Peki Kıbrıs Cumhuriyeti (Rum yönetimi) bu karar sonrasında ne yapıyor. Rum yönetimi şu an bulunduğu ekonomik darboğazda mülkiyet sorununun ekonomisi güçlü olan Türkiye tarafından bu şekilde çözülmesini istemiyor. Hazırlanan bir yasa tasarısı ile Rum vatandaşlarının adanın kuzey bölümünde kalan mallarını başka Rum vatandaşlarına devir ve vergi harçsız satılmasına olanak tanıyacak. Yani parası olan eş, dost, akraba ve tanıdıklar hiçbir harç ödemeden kuzeyde kalan malları ihtiyaçlı kişilerden uygun meblağlara satın alacak. Bir sonrası aşamada ise kuzeyde kalan mallara karşılık ipotek verip borç alınabilmesi sağlanacak.    

Peki bizim hükümetimizin yapması gereken nedir? 28 Temmuz ertesinde yeni seçilecek hükümet, Mal Tazmin Komisyonunun işlevliğinin artırılması ile yaşanan bürokratik engellerin en aza indirilmesi konusunda acil önlemler almalı ve komisyona başvuran Kıbrıs Cumhuriyeti vatandaşlarının işlemlerinde kolaylıklar sağlamalıdır. Hatta iş yapmadan para aldığı söylenen bazı erken emekli müsteşarları bu dosyaların hızlandırılması konusunda görevlendirebilir.
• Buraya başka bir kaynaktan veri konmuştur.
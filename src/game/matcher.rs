//! Input matching against several active targets

use super::session::{Target, TargetId};

/// Classification of the input buffer against the active targets
#[derive(Debug, Clone, Copy, PartialEq, Eq)]
pub enum MatchResult {
    /// Input equals a target's text
    Exact(TargetId),
    /// Input is a prefix of a target's text
    Partial(TargetId),
    /// Input matches nothing
    Miss,
    /// Nothing typed
    Empty,
}

/// Maps an input buffer to a target
pub struct InputMatcher;

impl InputMatcher {
    /// Classify `input` against `targets` (in spawn order).
    ///
    /// Comparison is case-insensitive on the trimmed input. An exact match
    /// wins over any prefix match; the first exact match in spawn order wins
    /// among duplicates. Among prefix matches the leftmost target wins, ties
    /// going to the earliest spawned.
    pub fn classify(input: &str, targets: &[Target]) -> MatchResult {
        let needle = input.trim().to_lowercase();
        if needle.is_empty() {
            return MatchResult::Empty;
        }

        if let Some(target) = targets
            .iter()
            .find(|t| t.text.to_lowercase() == needle)
        {
            return MatchResult::Exact(target.id);
        }

        targets
            .iter()
            .filter(|t| t.text.to_lowercase().starts_with(&needle))
            .min_by(|a, b| a.x.total_cmp(&b.x))
            .map(|t| MatchResult::Partial(t.id))
            .unwrap_or(MatchResult::Miss)
    }
}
Diğer bir konu ise, tazminatı ödenmiş veya takas edilmiş Rum mallarının artık Türk malı kategorisine geçtiği gerçeğidir.  Tabii ki, bahse konu mal bir anda yüksek bir değer kazanır. Bu değer kazanımını elde eden kişi de şu anki yasalarımıza göre herhangi bir bedel ödememektedir. Uzun bir süredir kazanılan değerin 3’e bölünmesi ve 3 de 1 oranda malı elinde bulunduran kişi tarafından karşılanması konusu gündemde olup, herhangi bir karar alınmamıştır. Yeni gelecek hükümetin bu konuda vereceği bir karar ve Türkiye Ziraat Bankası’nın bu gibi konularda uzun süreli ve faizsiz kredi vermesi durumunda, hem vatandaşlar bu konudan faydalanabilir, hem de Türkiye Cumhuriyeti bu davaların daha kısa zamanda çözülmesini ve de ödenmesini gerçekleştirebilir.